**Your objective**
This exercise calls for copying every line below that holds the word "String".

Stored items

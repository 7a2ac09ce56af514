//! Error types for quantmat.

use thiserror::Error;

/// Errors that can occur while building, querying or persisting matrices.
#[derive(Debug, Error)]
pub enum MatrixError {
    /// Bad row index, vector length or construction parameter.
    #[error("invalid argument: {0}")]
    InvalidArgument(String),

    /// Structural refusal on compressed data. Never retryable.
    #[error("operation not permitted: {0}")]
    OperationNotPermitted(String),

    /// Truncated or inconsistent serialized data.
    #[error("malformed stream: {0}")]
    MalformedStream(String),

    /// A dot product against a dense row produced NaN.
    #[error("encountered NaN in dot product of row {row}")]
    NonFinite { row: usize },

    /// I/O error from the caller-supplied stream.
    #[error("I/O error: {0}")]
    Io(#[from] std::io::Error),
}

impl MatrixError {
    pub(crate) fn invalid(msg: impl Into<String>) -> Self {
        Self::InvalidArgument(msg.into())
    }

    pub(crate) fn malformed(msg: impl Into<String>) -> Self {
        Self::MalformedStream(msg.into())
    }

    /// Maps a short read into `MalformedStream`; other I/O errors pass through.
    pub(crate) fn from_read(e: std::io::Error, what: &str) -> Self {
        if e.kind() == std::io::ErrorKind::UnexpectedEof {
            Self::MalformedStream(format!("truncated while reading {what}"))
        } else {
            Self::Io(e)
        }
    }
}

pub type Result<T> = std::result::Result<T, MatrixError>;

**Written reply**
    InvalidArgument(String),
    OperationNotPermitted(String),
    MalformedStream(String),
    pub(crate) fn invalid(msg: impl Into<String>) -> Self {
    pub(crate) fn malformed(msg: impl Into<String>) -> Self {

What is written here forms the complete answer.